> [Exercise prompt] If a line includes "content", copy it out of the entries.

==== Data for processing ====

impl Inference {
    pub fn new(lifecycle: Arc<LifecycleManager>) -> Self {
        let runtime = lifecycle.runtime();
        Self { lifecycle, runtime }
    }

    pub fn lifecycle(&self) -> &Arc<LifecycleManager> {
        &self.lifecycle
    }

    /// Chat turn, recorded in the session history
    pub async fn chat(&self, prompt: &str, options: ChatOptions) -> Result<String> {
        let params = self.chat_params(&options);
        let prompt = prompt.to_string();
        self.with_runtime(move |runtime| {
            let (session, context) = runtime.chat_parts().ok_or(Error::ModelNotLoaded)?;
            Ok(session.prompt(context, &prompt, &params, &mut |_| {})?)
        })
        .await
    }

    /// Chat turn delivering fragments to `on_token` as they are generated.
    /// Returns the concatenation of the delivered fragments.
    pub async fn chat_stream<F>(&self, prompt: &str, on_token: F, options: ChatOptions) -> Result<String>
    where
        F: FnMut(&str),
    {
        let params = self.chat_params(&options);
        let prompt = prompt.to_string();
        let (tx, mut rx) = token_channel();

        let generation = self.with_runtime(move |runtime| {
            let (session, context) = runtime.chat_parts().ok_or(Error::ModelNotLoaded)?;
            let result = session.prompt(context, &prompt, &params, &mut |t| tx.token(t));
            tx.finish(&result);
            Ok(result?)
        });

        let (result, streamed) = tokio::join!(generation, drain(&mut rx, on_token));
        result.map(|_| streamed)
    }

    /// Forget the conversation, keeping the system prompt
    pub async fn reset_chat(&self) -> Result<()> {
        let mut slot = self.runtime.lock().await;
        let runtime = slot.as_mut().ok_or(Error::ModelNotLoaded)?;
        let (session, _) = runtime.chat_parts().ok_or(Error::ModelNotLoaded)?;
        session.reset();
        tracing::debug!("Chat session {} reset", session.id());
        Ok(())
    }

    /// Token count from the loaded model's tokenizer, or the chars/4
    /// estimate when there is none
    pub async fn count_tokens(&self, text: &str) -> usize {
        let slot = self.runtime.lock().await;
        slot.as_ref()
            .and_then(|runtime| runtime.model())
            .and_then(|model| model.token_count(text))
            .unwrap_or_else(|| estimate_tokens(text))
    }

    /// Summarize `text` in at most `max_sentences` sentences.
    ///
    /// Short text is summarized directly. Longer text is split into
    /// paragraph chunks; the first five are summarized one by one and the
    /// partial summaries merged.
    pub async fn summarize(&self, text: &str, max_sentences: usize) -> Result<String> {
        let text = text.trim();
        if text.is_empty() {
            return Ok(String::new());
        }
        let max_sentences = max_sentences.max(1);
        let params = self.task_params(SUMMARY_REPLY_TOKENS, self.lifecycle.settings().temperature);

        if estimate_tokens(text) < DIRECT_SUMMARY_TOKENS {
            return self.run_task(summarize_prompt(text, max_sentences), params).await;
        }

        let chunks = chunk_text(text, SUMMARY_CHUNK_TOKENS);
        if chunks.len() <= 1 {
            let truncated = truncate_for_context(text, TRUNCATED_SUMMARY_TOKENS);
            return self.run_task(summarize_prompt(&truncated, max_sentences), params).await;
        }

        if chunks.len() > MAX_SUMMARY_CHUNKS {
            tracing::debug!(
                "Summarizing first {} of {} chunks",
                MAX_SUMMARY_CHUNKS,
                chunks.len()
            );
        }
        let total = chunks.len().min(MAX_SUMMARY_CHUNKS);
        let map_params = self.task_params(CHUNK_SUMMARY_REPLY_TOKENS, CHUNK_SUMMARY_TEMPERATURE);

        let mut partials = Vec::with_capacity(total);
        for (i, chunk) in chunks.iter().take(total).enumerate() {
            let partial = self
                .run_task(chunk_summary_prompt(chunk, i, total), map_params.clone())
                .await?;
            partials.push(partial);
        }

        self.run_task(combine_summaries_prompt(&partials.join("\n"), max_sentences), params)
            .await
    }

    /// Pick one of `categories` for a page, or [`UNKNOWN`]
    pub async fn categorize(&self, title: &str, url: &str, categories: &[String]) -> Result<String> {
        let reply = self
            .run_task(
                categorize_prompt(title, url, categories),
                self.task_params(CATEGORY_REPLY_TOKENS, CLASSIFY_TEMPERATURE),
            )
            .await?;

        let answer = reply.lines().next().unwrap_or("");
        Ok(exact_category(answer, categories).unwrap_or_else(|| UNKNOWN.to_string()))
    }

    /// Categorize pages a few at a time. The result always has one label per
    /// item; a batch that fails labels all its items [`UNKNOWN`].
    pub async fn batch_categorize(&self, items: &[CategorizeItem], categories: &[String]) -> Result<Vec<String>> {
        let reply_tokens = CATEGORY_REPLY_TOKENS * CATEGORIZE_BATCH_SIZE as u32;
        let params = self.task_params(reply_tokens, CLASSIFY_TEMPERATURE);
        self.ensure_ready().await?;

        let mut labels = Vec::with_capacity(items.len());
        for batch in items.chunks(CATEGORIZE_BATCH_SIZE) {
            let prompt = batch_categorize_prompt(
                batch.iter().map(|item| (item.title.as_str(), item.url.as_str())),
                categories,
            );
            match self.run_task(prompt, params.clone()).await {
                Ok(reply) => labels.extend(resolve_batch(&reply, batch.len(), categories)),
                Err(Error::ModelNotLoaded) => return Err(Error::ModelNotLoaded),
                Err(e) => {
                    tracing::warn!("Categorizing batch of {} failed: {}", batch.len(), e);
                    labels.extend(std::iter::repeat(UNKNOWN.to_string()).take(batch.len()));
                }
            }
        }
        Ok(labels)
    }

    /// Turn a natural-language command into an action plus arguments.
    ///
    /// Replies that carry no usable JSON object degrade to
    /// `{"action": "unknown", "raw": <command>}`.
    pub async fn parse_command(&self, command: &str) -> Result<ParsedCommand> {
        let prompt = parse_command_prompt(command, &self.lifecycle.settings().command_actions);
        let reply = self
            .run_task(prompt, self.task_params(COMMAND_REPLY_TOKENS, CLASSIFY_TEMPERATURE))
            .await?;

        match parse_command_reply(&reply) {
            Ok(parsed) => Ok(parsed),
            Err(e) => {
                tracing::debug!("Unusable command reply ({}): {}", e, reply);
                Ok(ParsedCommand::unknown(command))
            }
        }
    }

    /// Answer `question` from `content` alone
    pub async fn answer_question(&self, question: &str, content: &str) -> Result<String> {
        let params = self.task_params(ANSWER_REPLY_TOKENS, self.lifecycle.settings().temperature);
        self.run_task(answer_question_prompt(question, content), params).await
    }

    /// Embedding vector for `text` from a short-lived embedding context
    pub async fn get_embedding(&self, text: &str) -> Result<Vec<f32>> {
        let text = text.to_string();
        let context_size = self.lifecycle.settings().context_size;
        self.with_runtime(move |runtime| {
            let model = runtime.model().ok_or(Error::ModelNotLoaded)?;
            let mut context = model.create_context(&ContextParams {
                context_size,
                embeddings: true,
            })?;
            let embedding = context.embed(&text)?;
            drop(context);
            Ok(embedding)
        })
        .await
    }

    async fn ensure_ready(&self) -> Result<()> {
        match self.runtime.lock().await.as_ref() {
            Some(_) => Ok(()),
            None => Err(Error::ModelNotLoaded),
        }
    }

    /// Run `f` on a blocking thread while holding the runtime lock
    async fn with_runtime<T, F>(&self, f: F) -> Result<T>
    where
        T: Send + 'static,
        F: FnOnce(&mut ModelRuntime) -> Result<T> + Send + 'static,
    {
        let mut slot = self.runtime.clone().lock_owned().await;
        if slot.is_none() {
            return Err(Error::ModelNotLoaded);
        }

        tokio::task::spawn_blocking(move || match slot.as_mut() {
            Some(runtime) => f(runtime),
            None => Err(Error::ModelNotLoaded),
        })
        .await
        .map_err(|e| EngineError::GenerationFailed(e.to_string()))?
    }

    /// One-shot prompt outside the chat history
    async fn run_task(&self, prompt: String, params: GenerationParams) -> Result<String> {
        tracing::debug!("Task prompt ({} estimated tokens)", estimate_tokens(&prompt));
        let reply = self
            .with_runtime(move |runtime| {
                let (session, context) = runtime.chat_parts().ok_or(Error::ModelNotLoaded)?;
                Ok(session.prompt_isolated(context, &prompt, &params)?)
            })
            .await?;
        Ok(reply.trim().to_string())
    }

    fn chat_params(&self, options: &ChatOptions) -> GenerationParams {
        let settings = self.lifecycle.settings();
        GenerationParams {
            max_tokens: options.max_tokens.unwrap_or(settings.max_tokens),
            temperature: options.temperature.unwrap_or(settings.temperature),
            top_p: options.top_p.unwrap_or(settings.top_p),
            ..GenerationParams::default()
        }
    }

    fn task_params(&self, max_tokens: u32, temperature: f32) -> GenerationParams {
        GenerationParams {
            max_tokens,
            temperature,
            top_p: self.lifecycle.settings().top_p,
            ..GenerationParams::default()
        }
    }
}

====

> [Exercise solution]
    /// Answer `question` from `content` alone
    pub async fn answer_question(&self, question: &str, content: &str) -> Result<String> {
        self.run_task(answer_question_prompt(question, content), params).await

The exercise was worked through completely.